- Materials provided:
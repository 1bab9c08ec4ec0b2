use color_eyre::{eyre::eyre, Result};
use serde::Deserialize;
use std::collections::BTreeSet;
use std::path::{Path, PathBuf};
use url::Url;

use crate::strategy::OfflineTemplate;

#[derive(Debug, Clone, Deserialize)]
#[serde(default)]
pub struct Config {
  /// Names the persistent offline store and the data directory
  pub app_name: String,
  /// Base URL that relative request paths resolve against
  pub origin: Url,
  /// Overrides the platform data directory
  pub data_dir: Option<PathBuf>,
  pub cache: CacheConfig,
  pub routes: RoutesConfig,
  pub offline: OfflineConfig,
  pub sync: SyncConfig,
  pub notifications: NotificationConfig,
}

impl Default for Config {
  fn default() -> Self {
    Self {
      app_name: "swgate".to_string(),
      origin: Url::parse("http://localhost:3000/").expect("static origin parses"),
      data_dir: None,
      cache: CacheConfig::default(),
      routes: RoutesConfig::default(),
      offline: OfflineConfig::default(),
      sync: SyncConfig::default(),
      notifications: NotificationConfig::default(),
    }
  }
}

#[derive(Debug, Clone, Deserialize)]
#[serde(default)]
pub struct CacheConfig {
  /// Generation tag shared by both partitions
  pub version: String,
  pub static_prefix: String,
  pub dynamic_prefix: String,
  /// When false, nothing is persisted and every lookup misses
  pub enabled: bool,
  /// Resources that must be fetched before an install is accepted
  pub manifest: Vec<String>,
  /// Dedicated offline page served from the static partition
  pub offline_document: Option<String>,
}

impl Default for CacheConfig {
  fn default() -> Self {
    Self {
      version: "v1".to_string(),
      static_prefix: "static".to_string(),
      dynamic_prefix: "dynamic".to_string(),
      enabled: true,
      manifest: vec![
        "/".to_string(),
        "/manifest.json".to_string(),
        "/favicon.ico".to_string(),
        "/icons/icon-192x192.png".to_string(),
        "/icons/icon-512x512.png".to_string(),
        "/static/js/bundle.js".to_string(),
        "/static/css/main.css".to_string(),
      ],
      offline_document: None,
    }
  }
}

#[derive(Debug, Clone, Deserialize)]
#[serde(default)]
pub struct RoutesConfig {
  pub api_prefixes: Vec<String>,
  pub static_prefixes: Vec<String>,
  /// File extensions without the leading dot (case-insensitive)
  #[serde(deserialize_with = "deserialize_lowercase_set")]
  pub static_extensions: BTreeSet<String>,
  /// Application routes a navigation may be answered for
  pub navigation_routes: Vec<String>,
  /// Path fragments identifying live computation endpoints
  pub live_markers: Vec<String>,
  /// URL schemes that skip the cache entirely
  pub bypass_schemes: Vec<String>,
}

impl Default for RoutesConfig {
  fn default() -> Self {
    Self {
      api_prefixes: vec!["/api/".to_string()],
      static_prefixes: vec![
        "/static/".to_string(),
        "/icons/".to_string(),
        "/images/".to_string(),
        "/fonts/".to_string(),
      ],
      static_extensions: ["css", "js", "png", "jpg", "jpeg", "gif", "svg", "ico", "webp", "woff", "woff2", "ttf"]
        .into_iter()
        .map(String::from)
        .collect(),
      navigation_routes: vec![
        "/".to_string(),
        "/products".to_string(),
        "/cart".to_string(),
        "/checkout".to_string(),
        "/orders".to_string(),
        "/profile".to_string(),
      ],
      live_markers: vec!["/ai/".to_string(), "/insights".to_string()],
      bypass_schemes: vec!["chrome-extension".to_string()],
    }
  }
}

#[derive(Debug, Clone, Deserialize)]
#[serde(default)]
pub struct OfflineConfig {
  pub api: OfflineTemplate,
  pub navigation: OfflineTemplate,
}

impl Default for OfflineConfig {
  fn default() -> Self {
    Self {
      api: OfflineTemplate::default_api(),
      navigation: OfflineTemplate::default_navigation(),
    }
  }
}

#[derive(Debug, Clone, Deserialize)]
#[serde(default)]
pub struct SyncConfig {
  /// Reconnect tag the coordinator responds to
  pub tag: String,
  /// Enqueue non-GET requests that fail on the network
  pub queue_writes: bool,
}

impl Default for SyncConfig {
  fn default() -> Self {
    Self {
      tag: "background-sync".to_string(),
      queue_writes: true,
    }
  }
}

#[derive(Debug, Clone, Deserialize)]
#[serde(default)]
pub struct NotificationConfig {
  pub title: String,
  pub default_body: String,
  pub icon: String,
  pub badge: String,
  pub default_url: String,
}

impl Default for NotificationConfig {
  fn default() -> Self {
    Self {
      title: "swgate".to_string(),
      default_body: "New notification".to_string(),
      icon: "/icons/icon-192x192.png".to_string(),
      badge: "/icons/icon-72x72.png".to_string(),
      default_url: "/".to_string(),
    }
  }
}

fn deserialize_lowercase_set<'de, D>(deserializer: D) -> Result<BTreeSet<String>, D::Error>
where
  D: serde::Deserializer<'de>,
{
  let v: Vec<String> = Vec::deserialize(deserializer)?;
  Ok(
    v.into_iter()
      .map(|s| s.trim_start_matches('.').to_lowercase())
      .collect(),
  )
}

impl Config {
  /// Load configuration from file.
  ///
  /// Search order:
  /// 1. Explicit path if provided (must exist)
  /// 2. ./swgate.yaml (current directory)
  /// 3. $XDG_CONFIG_HOME/swgate/config.yaml
  ///
  /// Falls back to built-in defaults when nothing is found.
  pub fn load(explicit_path: Option<&Path>) -> Result<Self> {
    let path = if let Some(p) = explicit_path {
      if p.exists() {
        Some(p.to_path_buf())
      } else {
        return Err(eyre!("Config file not found: {}", p.display()));
      }
    } else {
      Self::find_config_file()
    };

    let config = match path {
      Some(p) => Self::load_from_path(&p)?,
      None => Self::default(),
    };

    config.with_env_overrides()
  }

  fn find_config_file() -> Option<PathBuf> {
    let local = PathBuf::from("swgate.yaml");
    if local.exists() {
      return Some(local);
    }

    if let Some(config_dir) = dirs::config_dir() {
      let xdg_path = config_dir.join("swgate").join("config.yaml");
      if xdg_path.exists() {
        return Some(xdg_path);
      }
    }

    None
  }

  fn load_from_path(path: &Path) -> Result<Self> {
    let contents = std::fs::read_to_string(path)
      .map_err(|e| eyre!("Failed to read config file {}: {}", path.display(), e))?;

    let config: Config = serde_yaml::from_str(&contents)
      .map_err(|e| eyre!("Failed to parse config file {}: {}", path.display(), e))?;

    Ok(config)
  }

  /// Apply SWGATE_ORIGIN and SWGATE_CACHE_VERSION from the environment.
  fn with_env_overrides(mut self) -> Result<Self> {
    if let Ok(origin) = std::env::var("SWGATE_ORIGIN") {
      self.origin =
        Url::parse(&origin).map_err(|e| eyre!("Invalid SWGATE_ORIGIN '{}': {}", origin, e))?;
    }
    if let Ok(version) = std::env::var("SWGATE_CACHE_VERSION") {
      self.cache.version = version;
    }
    Ok(self)
  }

  /// Directory holding the cache database, the offline store and logs.
  pub fn data_dir(&self) -> Result<PathBuf> {
    if let Some(dir) = &self.data_dir {
      return Ok(dir.clone());
    }

    let data_dir = dirs::data_dir()
      .or_else(|| dirs::home_dir().map(|p| p.join(".local/share")))
      .ok_or_else(|| eyre!("Could not determine data directory"))?;

    Ok(data_dir.join(&self.app_name))
  }
}

#[cfg(test)]
mod tests {
  use super::*;
  use std::io::Write;

  #[test]
  fn test_defaults_cover_builtin_routes() {
    let config = Config::default();
    assert_eq!(config.cache.version, "v1");
    assert!(config.routes.api_prefixes.contains(&"/api/".to_string()));
    assert!(config.routes.static_extensions.contains("woff2"));
    assert_eq!(config.sync.tag, "background-sync");
  }

  #[test]
  fn test_partial_yaml_keeps_defaults() {
    let mut file = tempfile::NamedTempFile::new().unwrap();
    writeln!(
      file,
      "app_name: shop\norigin: https://shop.example/\ncache:\n  version: v7\nroutes:\n  static_extensions: [\".CSS\", js]\n"
    )
    .unwrap();

    let config = Config::load_from_path(file.path()).unwrap();
    assert_eq!(config.app_name, "shop");
    assert_eq!(config.origin.as_str(), "https://shop.example/");
    assert_eq!(config.cache.version, "v7");
    assert_eq!(config.cache.static_prefix, "static");
    assert!(config.routes.static_extensions.contains("css"));
    assert!(!config.routes.static_extensions.contains("png"));
    assert_eq!(config.sync.tag, "background-sync");
  }

  #[test]
  fn test_missing_explicit_path_is_an_error() {
    let result = Config::load(Some(Path::new("/definitely/not/here.yaml")));
    assert!(result.is_err());
  }

  #[test]
  fn test_data_dir_override() {
    let config = Config {
      data_dir: Some(PathBuf::from("/tmp/swgate-test")),
      ..Config::default()
    };
    assert_eq!(config.data_dir().unwrap(), PathBuf::from("/tmp/swgate-test"));
  }
}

- What the task requires:
Starting with the first line above and ending with the line that holds "the data directory", restate each line word for word and add nothing else.

- The completed task:
repository 1bab9c08ec4ec0b2
use color_eyre::{eyre::eyre, Result};
use serde::Deserialize;
use std::collections::BTreeSet;
use std::path::{Path, PathBuf};
use url::Url;

use crate::strategy::OfflineTemplate;

#[derive(Debug, Clone, Deserialize)]
#[serde(default)]
pub struct Config {
  /// Names the persistent offline store and the data directory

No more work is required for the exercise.